EXERCISE REQUIREMENTS: Beginning with the first line, transcribe the entries below exactly through the line containing "Marks sections that", inclusive.

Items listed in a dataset
-*-*-
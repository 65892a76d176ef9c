//! The loading pipeline orchestrator.
//!
//! Sequencing and cleanup discipline live here and nowhere else: the
//! individual pipeline steps never free resources owned by another step.
//! Scratch state sits in [`LoadContext`] and is dropped when loading ends;
//! extension-lifetime buffers sit in [`Extension`](crate::Extension) and a
//! failed load returns before the caller ever sees the partial object, so
//! its drop glue rolls everything back.

use crate::{
    Extension, Result, SectionInfo,
    defs::{SHDR_SIZE, Shdr, cast_shdrs, null_shdr, slice_bytes_mut},
    ehdr::ElfHeader,
    loader::ExtensionLoader,
    map, mem,
    region::{Region, SectionMapEntry, ShdrTable},
    symtab::{self, SymbolTable},
};
use alloc::{boxed::Box, vec, vec::Vec};

/// Parameters of one load operation.
#[derive(Clone, Copy)]
pub struct LoadParam {
    /// Invoke the relocation engine inline after the symbol pass.
    pub relocate_local: bool,
    /// Symbol and export addresses are absolute, computed at an earlier
    /// static-link stage rather than at load time.
    pub pre_located: bool,
    /// Retain the section map and headers for later inspection.
    pub keep_section_info: bool,
    /// Retain the full symbol table after loading. Post-load consumers
    /// normally use only the export table.
    pub keep_symbol_table: bool,
    /// Publish every discovered global instead of the export section.
    pub export_all: bool,
    /// Marks sections that must not be merged into the main regions,
    /// e.g. code placed in a separate slow-memory bank.
    pub section_detached: Option<fn(&Shdr) -> bool>,
}

impl LoadParam {
    /// All options off.
    pub const DEFAULT: Self = Self {
        relocate_local: false,
        pre_located: false,
        keep_section_info: false,
        keep_symbol_table: false,
        export_all: false,
        section_detached: None,
    };
}

impl Default for LoadParam {
    fn default() -> Self {
        Self::DEFAULT
    }
}

/// Scratch state of one load: the validated header, the section header
/// table, the section-to-region map and the region descriptors.
pub(crate) struct LoadContext<'data> {
    pub(crate) ehdr: ElfHeader,
    pub(crate) shdrs: ShdrTable<'data>,
    pub(crate) sect_map: Box<[SectionMapEntry]>,
    pub(crate) regions: [Shdr; Region::COUNT],
}

impl<'data> LoadContext<'data> {
    /// Acquires the section header table, zero-copy when the source allows
    /// it, and the all-unmapped section map.
    fn new(ldr: &mut dyn ExtensionLoader<'data>, ehdr: ElfHeader) -> Result<Self> {
        let sect_cnt = ehdr.e_shnum();
        let sect_map = vec![SectionMapEntry::UNMAPPED; sect_cnt].into_boxed_slice();

        let shdrs = match ldr
            .peek(ehdr.e_shoff(), sect_cnt * SHDR_SIZE)
            .and_then(|bytes| cast_shdrs(bytes, sect_cnt))
        {
            Some(shdrs) => ShdrTable::Borrowed(shdrs),
            None => {
                let mut shdrs: Vec<Shdr> = (0..sect_cnt).map(|_| null_shdr()).collect();
                ldr.seek(ehdr.e_shoff())?;
                ldr.read(slice_bytes_mut(&mut shdrs))?;
                ShdrTable::Owned(shdrs.into_boxed_slice())
            }
        };

        Ok(Self {
            ehdr,
            shdrs,
            sect_map,
            regions: core::array::from_fn(|_| null_shdr()),
        })
    }
}

/// Hook invoked between the symbol pass and export construction when
/// [`LoadParam::relocate_local`] is set.
///
/// The actual relocation engine is supplied by the integrator; the loader
/// only hands it everything it needs through [`LinkContext`].
pub trait Relocator<'data> {
    /// Applies relocations to the materialized regions.
    fn relocate(&mut self, ctx: LinkContext<'_, 'data>) -> Result<()>;
}

/// No-op relocator for images that need no local fixups.
impl<'data> Relocator<'data> for () {
    fn relocate(&mut self, _ctx: LinkContext<'_, 'data>) -> Result<()> {
        Ok(())
    }
}

/// Everything a relocation engine needs: the byte source (for reading
/// relocation sections), the section layout and the materialized
/// extension.
pub struct LinkContext<'a, 'data> {
    pub(crate) ldr: &'a mut dyn ExtensionLoader<'data>,
    pub(crate) load: &'a LoadContext<'data>,
    pub(crate) ext: &'a mut Extension<'data>,
    pub(crate) sym_tab: &'a SymbolTable,
    pub(crate) param: &'a LoadParam,
}

impl<'a, 'data> LinkContext<'a, 'data> {
    /// The byte source.
    pub fn loader(&mut self) -> &mut (dyn ExtensionLoader<'data> + 'a) {
        &mut *self.ldr
    }

    /// All section headers of the image.
    pub fn shdrs(&self) -> &[Shdr] {
        &self.load.shdrs
    }

    /// True for relocatable objects, false for shared objects.
    pub fn is_rel(&self) -> bool {
        self.load.ehdr.is_rel()
    }

    /// Region and intra-region offset of a section, if it was mapped.
    pub fn section_placement(&self, shndx: usize) -> Option<(Region, usize)> {
        let entry = self.load.sect_map.get(shndx)?;
        entry.region.map(|region| (region, entry.offset))
    }

    /// Synthetic header describing a whole region.
    pub fn region_header(&self, region: Region) -> &Shdr {
        &self.load.regions[region.idx()]
    }

    /// The extension being loaded.
    pub fn extension(&mut self) -> &mut Extension<'data> {
        self.ext
    }

    /// The symbols collected from the image.
    pub fn symbols(&self) -> &SymbolTable {
        self.sym_tab
    }

    /// The active load parameters.
    pub fn param(&self) -> &LoadParam {
        self.param
    }
}

/// Orchestrates the loading of extension images.
///
/// # Examples
/// ```no_run
/// use ext_loader::{ElfBinary, LoadParam, Loader};
///
/// let image: &[u8] = &[];
/// let mut loader = Loader::new();
/// let ext = loader.load(ElfBinary::new(image), &LoadParam::DEFAULT).unwrap();
/// ```
pub struct Loader<R = ()> {
    relocator: R,
}

impl Loader<()> {
    /// Creates a loader without a relocation engine.
    pub fn new() -> Self {
        Self { relocator: () }
    }
}

impl Default for Loader<()> {
    fn default() -> Self {
        Self::new()
    }
}

impl<R> Loader<R> {
    /// Returns a loader that relocates images with the given engine.
    pub fn with_relocator<N>(self, relocator: N) -> Loader<N> {
        Loader { relocator }
    }

    /// Loads one extension from `source`.
    ///
    /// On failure every allocation made along the way is released before
    /// the error is returned, and the source's `finalize` runs on every
    /// exit path.
    pub fn load<'data, L>(&mut self, mut source: L, param: &LoadParam) -> Result<Extension<'data>>
    where
        L: ExtensionLoader<'data>,
        R: Relocator<'data>,
    {
        let ret = self.do_load(&mut source, param);
        if let Err(err) = &ret {
            log::debug!("failed to load extension: {err}");
        }
        source.finalize();
        ret
    }

    fn do_load<'data>(
        &mut self,
        source: &mut dyn ExtensionLoader<'data>,
        param: &LoadParam,
    ) -> Result<Extension<'data>>
    where
        R: Relocator<'data>,
    {
        source.prepare().inspect_err(|err| {
            log::error!("failed to prepare the loader: {err}");
        })?;

        log::debug!("loading ELF data...");
        let ehdr = ElfHeader::read_from(source)?;
        let mut ctx = LoadContext::new(source, ehdr)?;
        let mut ext = Extension::new(ctx.shdrs.len());

        log::debug!("finding ELF tables...");
        map::find_tables(&mut ctx)?;

        log::debug!("allocating and copying strings...");
        mem::copy_strings(source, &ctx, &mut ext, param)?;

        log::debug!("mapping ELF sections...");
        map::map_sections(&mut ctx, &ext, param)?;

        log::debug!("allocating and copying regions...");
        mem::copy_regions(source, &ctx, &mut ext, param)?;

        log::debug!("collecting symbols...");
        let sym_tab = symtab::collect_symbols(source, &ctx, &ext, param)?;

        if param.relocate_local {
            log::debug!("linking ELF...");
            self.relocator.relocate(LinkContext {
                ldr: &mut *source,
                load: &ctx,
                ext: &mut ext,
                sym_tab: &sym_tab,
                param,
            })?;
        }

        log::debug!("exporting symbols...");
        let exp_tab = symtab::export_symbols(source, &ctx, &ext, &sym_tab, param)?;
        ext.note_alloc(exp_tab.heap_size());
        ext.exp_tab = exp_tab;

        // The symbol table is only useful to post-load debugging; unless
        // its retention was requested it goes away with the scratch state.
        if param.keep_symbol_table {
            ext.note_alloc(sym_tab.heap_size());
            ext.sym_tab = Some(sym_tab);
        }

        if param.keep_section_info {
            let LoadContext {
                shdrs,
                sect_map,
                regions,
                ..
            } = ctx;
            ext.note_alloc(shdrs.heap_size() + sect_map.len() * size_of::<SectionMapEntry>());
            ext.section_info = Some(SectionInfo {
                shdrs,
                sect_map,
                regions,
            });
        }

        log::debug!(
            "loaded extension, text at {:p}, rodata at {:p}",
            ext.region(Region::Text).as_ptr(),
            ext.region(Region::Rodata).as_ptr(),
        );
        Ok(ext)
    }
}
//! The byte-source abstraction backing the loading pipeline.

use crate::{Result, error::io_error};

/// A source of extension image bytes for one load operation.
///
/// The caller owns the source for the duration of one load call; the
/// source owns no extension state. `finalize` is invoked exactly once,
/// on every exit path, as the last action of a load.
///
/// The `'data` lifetime is that of the backing storage, not of the source
/// adapter itself: [`peek`](ExtensionLoader::peek) hands out borrows that
/// survive until the storage goes away, which lets the loader keep
/// zero-copy views alive inside the finished extension.
pub trait ExtensionLoader<'data> {
    /// Performs backend-specific setup, e.g. opening a file.
    fn prepare(&mut self) -> Result<()> {
        Ok(())
    }

    /// Fills `buf` completely from the current position, or fails.
    fn read(&mut self, buf: &mut [u8]) -> Result<()>;

    /// Repositions the read cursor to `pos`.
    fn seek(&mut self, pos: usize) -> Result<()>;

    /// Borrows `len` bytes at `pos` directly from the backing storage.
    ///
    /// Memory-resident backends return a slice that outlives the load;
    /// streaming backends return `None` and callers must fall back to
    /// [`read`](ExtensionLoader::read).
    fn peek(&mut self, pos: usize, len: usize) -> Option<&'data [u8]> {
        let _ = (pos, len);
        None
    }

    /// Tears the backend down.
    fn finalize(&mut self) {}
}

/// An extension image that is already resident in memory, e.g. baked into
/// the firmware image or staged in RAM by a transport.
///
/// Supports the zero-copy `peek` fast path.
#[derive(Debug)]
pub struct ElfBinary<'data> {
    bytes: &'data [u8],
    pos: usize,
}

impl<'data> ElfBinary<'data> {
    /// Creates a new memory-based extension source.
    pub fn new(bytes: &'data [u8]) -> Self {
        Self { bytes, pos: 0 }
    }
}

impl<'data> ExtensionLoader<'data> for ElfBinary<'data> {
    fn read(&mut self, buf: &mut [u8]) -> Result<()> {
        let end = self
            .pos
            .checked_add(buf.len())
            .ok_or_else(|| io_error("read past end of image"))?;
        let src = self
            .bytes
            .get(self.pos..end)
            .ok_or_else(|| io_error("read past end of image"))?;
        buf.copy_from_slice(src);
        self.pos = end;
        Ok(())
    }

    fn seek(&mut self, pos: usize) -> Result<()> {
        if pos > self.bytes.len() {
            return Err(io_error("seek past end of image"));
        }
        self.pos = pos;
        Ok(())
    }

    fn peek(&mut self, pos: usize, len: usize) -> Option<&'data [u8]> {
        self.bytes.get(pos..pos.checked_add(len)?)
    }
}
-*-*-
ANSWER FOR THE TASK:
repository 65892a76d176ef9c
//! The loading pipeline orchestrator.
//!
//! Sequencing and cleanup discipline live here and nowhere else: the
//! individual pipeline steps never free resources owned by another step.
//! Scratch state sits in [`LoadContext`] and is dropped when loading ends;
//! extension-lifetime buffers sit in [`Extension`](crate::Extension) and a
//! failed load returns before the caller ever sees the partial object, so
//! its drop glue rolls everything back.

use crate::{
    Extension, Result, SectionInfo,
    defs::{SHDR_SIZE, Shdr, cast_shdrs, null_shdr, slice_bytes_mut},
    ehdr::ElfHeader,
    loader::ExtensionLoader,
    map, mem,
    region::{Region, SectionMapEntry, ShdrTable},
    symtab::{self, SymbolTable},
};
use alloc::{boxed::Box, vec, vec::Vec};

/// Parameters of one load operation.
#[derive(Clone, Copy)]
pub struct LoadParam {
    /// Invoke the relocation engine inline after the symbol pass.
    pub relocate_local: bool,
    /// Symbol and export addresses are absolute, computed at an earlier
    /// static-link stage rather than at load time.
    pub pre_located: bool,
    /// Retain the section map and headers for later inspection.
    pub keep_section_info: bool,
    /// Retain the full symbol table after loading. Post-load consumers
    /// normally use only the export table.
    pub keep_symbol_table: bool,
    /// Publish every discovered global instead of the export section.
    pub export_all: bool,
    /// Marks sections that must not be merged into the main regions,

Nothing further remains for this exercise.